Scheduled Images Available Now On The Open Cloud

One of the recommendations we often make to our Cloud Servers customers is to always ensure you have valid backups of your servers and data. One of the most critical ways you can ensure this is to take a regular “image” of your Cloud Server. Today we offer you access to Scheduled Images for your next generation Cloud Servers.

Note: We often use the term “image” to represent the base images from which Cloud Servers are built, and the term “snapshot” to refer to a point in time image taken of a running Cloud Server. For all intents and purposes the two terms are interchangeable; however, because the feature is called Scheduled Images, this post, the online documentation and the Control Panel have standardized on the term “image” or “server image.”

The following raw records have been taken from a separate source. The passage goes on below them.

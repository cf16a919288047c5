//! Transactional output: name planning, backup, write and rollback.
//!
//! Before anything is written, the file that will be overwritten (the input
//! itself, or an existing output) is renamed to a `.bak` backup. If writing
//! fails, the partial output is removed and the backup is renamed back, so
//! the original bytes survive under their original name.

use std::fs::{self, File};
use std::io::{BufWriter, Write};
use std::path::{Path, PathBuf};

use log::debug;

use crate::error::{ensure_invariant, Error, Result};
use crate::fsutil;
use crate::options::Options;
use crate::report::{Event, Reporter};
use crate::stream::{OutputSizes, WriteSeek};

/// The files involved in optimizing one input.
#[derive(Debug, Clone, PartialEq, Eq)]
pub struct FilePlan {
    /// File being optimized.
    pub input: PathBuf,
    /// File that will hold the result; equals `input` when in place.
    pub output: PathBuf,
    /// Where the overwritten file is parked while writing.
    pub backup: PathBuf,
    /// The output is a different file from the input.
    pub new_output: bool,
}

impl FilePlan {
    /// Derive output and backup names for `input`.
    ///
    /// Inputs that are not PNG files get a `.png` extension; `out` replaces
    /// the name and `dir` relocates it. The backup name is derived even in
    /// simulation mode so that a name that is too long fails either way.
    pub fn new(input: &Path, is_png_file: bool, options: &Options) -> Result<Self> {
        let mut output = if is_png_file {
            None
        } else {
            Some(fsutil::change_extension(input, "png")?)
        };
        if let Some(out) = &options.out {
            output = Some(out.clone());
        }
        if let Some(dir) = &options.dir {
            let name = output.as_deref().unwrap_or(input);
            output = Some(fsutil::change_directory(name, dir)?);
        }
        let (output, new_output) = match output {
            Some(output) => {
                let new_output = !fsutil::same_file_name(input, &output);
                (output, new_output)
            }
            None => (input.to_path_buf(), false),
        };
        let backup = fsutil::backup_name(if new_output { &output } else { input })?;
        ensure_invariant!(backup != output, "Backup name equals output name");
        Ok(Self {
            input: input.to_path_buf(),
            output,
            backup,
            new_output,
        })
    }

    /// Check, before any trial runs, that the output can be moved aside.
    pub fn preflight(&self, keep: bool) -> Result<()> {
        if !fsutil::test_path(&self.output, "e") {
            return Ok(());
        }
        if self.new_output && !keep {
            return Err(Error::OutputExists);
        }
        if !fsutil::test_path(&self.output, "fw") || fsutil::test_path(&self.backup, "e") {
            return Err(Error::CannotBackupOutput);
        }
        Ok(())
    }

    /// Back up, write the output with `write`, and clean up.
    ///
    /// On a write failure the partial output is removed and the backup
    /// restored before the error is returned.
    pub fn commit<F>(&self, options: &Options, reporter: &mut dyn Reporter, write: F) -> Result<OutputSizes>
    where
        F: FnOnce(&mut dyn WriteSeek) -> Result<OutputSizes>,
    {
        let backed_up = self.make_backup(options, reporter)?;

        let sizes = match self.write_output(write) {
            Ok(sizes) => sizes,
            Err(err) => {
                self.rollback(backed_up, reporter);
                return Err(err);
            }
        };

        if options.preserve {
            let src = if self.new_output { &self.input } else { &self.backup };
            if let Err(err) = fsutil::copy_attributes(&self.output, src) {
                debug!("can't preserve attributes of {}: {err}", self.output.display());
            }
        }
        if !self.new_output && !options.keep {
            fs::remove_file(&self.backup).map_err(|source| Error::BackupNotRemoved {
                path: self.backup.clone(),
                source,
            })?;
        }
        Ok(sizes)
    }

    fn make_backup(&self, options: &Options, reporter: &mut dyn Reporter) -> Result<bool> {
        if !self.new_output {
            fs::rename(&self.input, &self.backup)
                .map_err(|source| Error::BackupFailed { what: "input", source })?;
            return Ok(true);
        }
        reporter.report(&Event::OutputFile { path: &self.output });
        if let Some(dir) = &options.dir {
            if let Err(err) = fsutil::make_dir(dir) {
                debug!("can't create {}: {err}", dir.display());
            }
        }
        if !fsutil::test_path(&self.output, "e") {
            return Ok(false);
        }
        fs::rename(&self.output, &self.backup)
            .map_err(|source| Error::BackupFailed { what: "output", source })?;
        Ok(true)
    }

    fn write_output<F>(&self, write: F) -> Result<OutputSizes>
    where
        F: FnOnce(&mut dyn WriteSeek) -> Result<OutputSizes>,
    {
        let file = File::create(&self.output)
            .map_err(|source| Error::file("Can't open the output file", &self.output, source))?;
        let mut sink = BufWriter::new(file);
        let sizes = write(&mut sink)?;
        sink.flush()?;
        let file = sink.into_inner().map_err(|err| Error::Io(err.into_error()))?;
        file.sync_all()?;
        Ok(sizes)
    }

    fn rollback(&self, backed_up: bool, reporter: &mut dyn Reporter) {
        let removed = match fs::remove_file(&self.output) {
            Ok(()) => true,
            Err(err) => err.kind() == std::io::ErrorKind::NotFound,
        };
        if !backed_up {
            return;
        }
        if !removed || fs::rename(&self.backup, &self.output).is_err() {
            reporter.report(&Event::RecoveryFailed);
        }
    }
}

#[cfg(test)]
mod tests {
    use super::*;
    use crate::report::RecordingReporter;

    fn plan(input: &Path, is_png_file: bool, options: &Options) -> FilePlan {
        FilePlan::new(input, is_png_file, options).unwrap()
    }

    fn write_bytes(bytes: &'static [u8]) -> impl FnOnce(&mut dyn WriteSeek) -> Result<OutputSizes> {
        move |sink| {
            sink.write_all(bytes)?;
            Ok(OutputSizes {
                file_size: bytes.len() as u64,
                ..OutputSizes::default()
            })
        }
    }

    #[test]
    fn test_plan_in_place() {
        let p = plan(Path::new("a/img.png"), true, &Options::default());
        assert_eq!(p.output, PathBuf::from("a/img.png"));
        assert_eq!(p.backup, PathBuf::from("a/img.png.bak"));
        assert!(!p.new_output);
    }

    #[test]
    fn test_plan_imported_gets_png_extension() {
        let p = plan(Path::new("img.ppm"), false, &Options::default());
        assert_eq!(p.output, PathBuf::from("img.png"));
        assert_eq!(p.backup, PathBuf::from("img.png.bak"));
        assert!(p.new_output);
    }

    #[test]
    fn test_plan_out_and_dir() {
        let options = Options {
            out: Some("b.png".into()),
            ..Options::default()
        };
        let p = plan(Path::new("a.png"), true, &options);
        assert_eq!(p.output, PathBuf::from("b.png"));
        assert!(p.new_output);

        let options = Options {
            dir: Some("out".into()),
            ..Options::default()
        };
        let p = plan(Path::new("in/a.pnm"), false, &options);
        assert_eq!(p.output, Path::new("out").join("a.png"));

        // `out` naming the input itself is in place.
        let options = Options {
            out: Some("a.png".into()),
            ..Options::default()
        };
        assert!(!plan(Path::new("a.png"), true, &options).new_output);
    }

    #[test]
    fn test_preflight() {
        let dir = tempfile::tempdir().unwrap();
        let input = dir.path().join("a.png");
        let output = dir.path().join("b.png");
        fs::write(&input, b"in").unwrap();
        let options = Options {
            out: Some(output.clone()),
            ..Options::default()
        };
        let p = plan(&input, true, &options);
        assert!(p.preflight(false).is_ok());

        fs::write(&output, b"old").unwrap();
        assert!(matches!(p.preflight(false), Err(Error::OutputExists)));
        assert!(p.preflight(true).is_ok());

        fs::write(&p.backup, b"bak").unwrap();
        assert!(matches!(p.preflight(true), Err(Error::CannotBackupOutput)));
    }

    #[test]
    fn test_preflight_in_place_stale_backup() {
        let dir = tempfile::tempdir().unwrap();
        let input = dir.path().join("a.png");
        fs::write(&input, b"in").unwrap();
        let p = plan(&input, true, &Options::default());
        assert!(p.preflight(false).is_ok());
        fs::write(&p.backup, b"stale").unwrap();
        assert!(matches!(p.preflight(false), Err(Error::CannotBackupOutput)));
    }

    #[test]
    fn test_commit_in_place_removes_backup() {
        let dir = tempfile::tempdir().unwrap();
        let input = dir.path().join("a.png");
        fs::write(&input, b"original").unwrap();
        let options = Options::default();
        let p = plan(&input, true, &options);
        let mut reporter = RecordingReporter::default();
        let sizes = p.commit(&options, &mut reporter, write_bytes(b"smaller")).unwrap();
        assert_eq!(sizes.file_size, 7);
        assert_eq!(fs::read(&input).unwrap(), b"smaller");
        assert!(!p.backup.exists());
    }

    #[test]
    fn test_commit_keep_retains_backup() {
        let dir = tempfile::tempdir().unwrap();
        let input = dir.path().join("a.png");
        fs::write(&input, b"original").unwrap();
        let options = Options {
            keep: true,
            ..Options::default()
        };
        let p = plan(&input, true, &options);
        p.commit(&options, &mut RecordingReporter::default(), write_bytes(b"new"))
            .unwrap();
        assert_eq!(fs::read(&p.backup).unwrap(), b"original");
        assert_eq!(fs::read(&input).unwrap(), b"new");
    }

    #[test]
    fn test_commit_failure_restores_input() {
        let dir = tempfile::tempdir().unwrap();
        let input = dir.path().join("a.png");
        fs::write(&input, b"original").unwrap();
        let options = Options::default();
        let p = plan(&input, true, &options);
        let mut reporter = RecordingReporter::default();
        let err = p
            .commit(&options, &mut reporter, |sink| {
                sink.write_all(b"partial")?;
                Err(Error::malformed("boom"))
            })
            .unwrap_err();
        assert_eq!(err.to_string(), "boom");
        assert_eq!(fs::read(&input).unwrap(), b"original");
        assert!(!p.backup.exists());
        assert!(!reporter.contains("could not be recovered"));
    }

    #[test]
    fn test_commit_failure_without_backup_removes_output() {
        let dir = tempfile::tempdir().unwrap();
        let input = dir.path().join("a.pnm");
        fs::write(&input, b"P5 1 1 255\n\0").unwrap();
        let options = Options::default();
        let p = plan(&input, false, &options);
        let result = p.commit(&options, &mut RecordingReporter::default(), |_| {
            Err(Error::NoEncoding)
        });
        assert!(matches!(result, Err(Error::NoEncoding)));
        assert!(!p.output.exists());
        assert!(input.exists());
    }

    #[test]
    fn test_commit_new_output_backs_up_existing() {
        let dir = tempfile::tempdir().unwrap();
        let input = dir.path().join("a.png");
        let output = dir.path().join("b.png");
        fs::write(&input, b"in").unwrap();
        fs::write(&output, b"old output").unwrap();
        let options = Options {
            out: Some(output.clone()),
            keep: true,
            ..Options::default()
        };
        let p = plan(&input, true, &options);
        let mut reporter = RecordingReporter::default();
        p.commit(&options, &mut reporter, write_bytes(b"fresh")).unwrap();
        assert!(reporter.contains("Output file:"));
        assert_eq!(fs::read(&output).unwrap(), b"fresh");
        assert_eq!(fs::read(&p.backup).unwrap(), b"old output");
        assert_eq!(fs::read(&input).unwrap(), b"in");
    }

    #[test]
    fn test_commit_creates_output_dir() {
        let dir = tempfile::tempdir().unwrap();
        let input = dir.path().join("a.png");
        fs::write(&input, b"in").unwrap();
        let options = Options {
            dir: Some(dir.path().join("out/nested")),
            ..Options::default()
        };
        let p = plan(&input, true, &options);
        p.commit(&options, &mut RecordingReporter::default(), write_bytes(b"x"))
            .unwrap();
        assert_eq!(fs::read(dir.path().join("out/nested/a.png")).unwrap(), b"x");
    }
}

Users of our first generation Cloud Servers have long had the ability to setup a fairly fine-grained schedule of daily, weekly and monthly rotating server images. When a point in the schedule is met, an image is taken of the server without causing downtime and stored in your account for recovery or rollback purposes later.

While this system offered a great deal of flexibility, it also introduced complexity, and put our users in a position of ensuring that they designed valid, non-overlapping, non-conflicting schedules all to perform what is ultimately a straightforward task.

When we designed Scheduled Images for next generation Cloud Servers, we started with simplicity in mind: require the fewest number of choices to ensure that more customers are able to setup Scheduled Images more easily, and thus have more protection in the event that they need to utilize an stored image.

So, instead of a traditional schedule that combines times and daysarbitrary retention periods and overlapping rules, we focused on the one configuration item that our users found most important, and that’s the only question you have to answer to get up and running:

“How many images do I want to keep of my server?”

Scheduled Images in next generation Cloud Servers relies on that one simple question. You provide the number of images you want to retain, and we will take one daily snapshot / image of your server and store that number. It as easy as that. If you specify seven images, then when the eighth image is taken, the oldest will automatically be removed from your account.

Besides highly simplified scheduling and retention, we’ve also improved the capabilities of our first generation Scheduled Images in a number of areas.

Perhaps of the biggest change is that there is no longer a size limit on your server when taking images. This means that you can now take an image of a 512MB Cloud Server, or a 30GB Cloud Server, whatever you need.

Now, physics being immutable (so far), of course the larger the server, the more data will be stored, and must be transported across our internal networks into your account. We’ve done a lot of optimization to try and ensure that no matter what size your server is, you’ll see a successful snapshot for as many days as you’ve chosen. However, there may be scenarios where a very large Cloud Server takes longer to image than expected, or other limiting factors. If this occurs, no image will be stored for the day, and you will not be charged. Cloud Servers will re-attempt the snapshot the next day, without requiring any user intervention.

We hope that you find the new Scheduled Images feature useful. We’ll be working with you and our partners to continue to evolve Scheduled Images, and we absolutely welcome your feedback.

For more information, check out the Scheduled Images FAQ in the Rackspace Knowledge Center.

Richard Goodwin joined Rackspace as a Product Manager in June 2012, focusing on images and the OpenStack Glance project in the Cloud Compute team. Before joining Rackspace, he helped manage and launch a series of online services, including online backup, in the group at Symantec Corp. He has a long history in both web services and storage technologies, with almost a decade each at Symantec and Dell Inc. serving enterprise and SMB customers.


  1. If a scheduled image fails, is the customer notified? What if the image/backup fails several days in a row?

    If a customer wants more images per day ( think in the case of a database where having the most recent records possible is important ) do customers still have the ability to schedule in a more granular way via the API?

    We have specific retention policies where we keep 2 weeks of daily backups, 5 weeks of weekly, and 12 months of monthly. How would we achieve that in this scenario?

    • Angela,

      A couple of answers here:

      1) We are looking into ways to improve the ways you can be notified if an image fails. Right now, it will simply retry at the next available time, so you shouldn’t have ongoing failures.

      2) Currently, a single image per day is the maximum allowed via the schedule function; however, you can certainly use the API to call and create a manual image at different times of the day.

      3) Again, currently the functionality is meant to be simple to use and configure, and meet the needs of common recovery scenarios (typically rolling back within a few days), versus being a complete backup solution. For both #2 and #3, we strongly recommend using a backup solution like Cloud Backup, that can have targeted time frames, more granular scheduling, and is more effective for backing up specific data vs. the entire server image.

      I hope that helps answer the questions; we do know there are users with more complex needs, and we designed the feature for future expandability, so keep the the feedback coming. We’ll continue to listen and tune things up!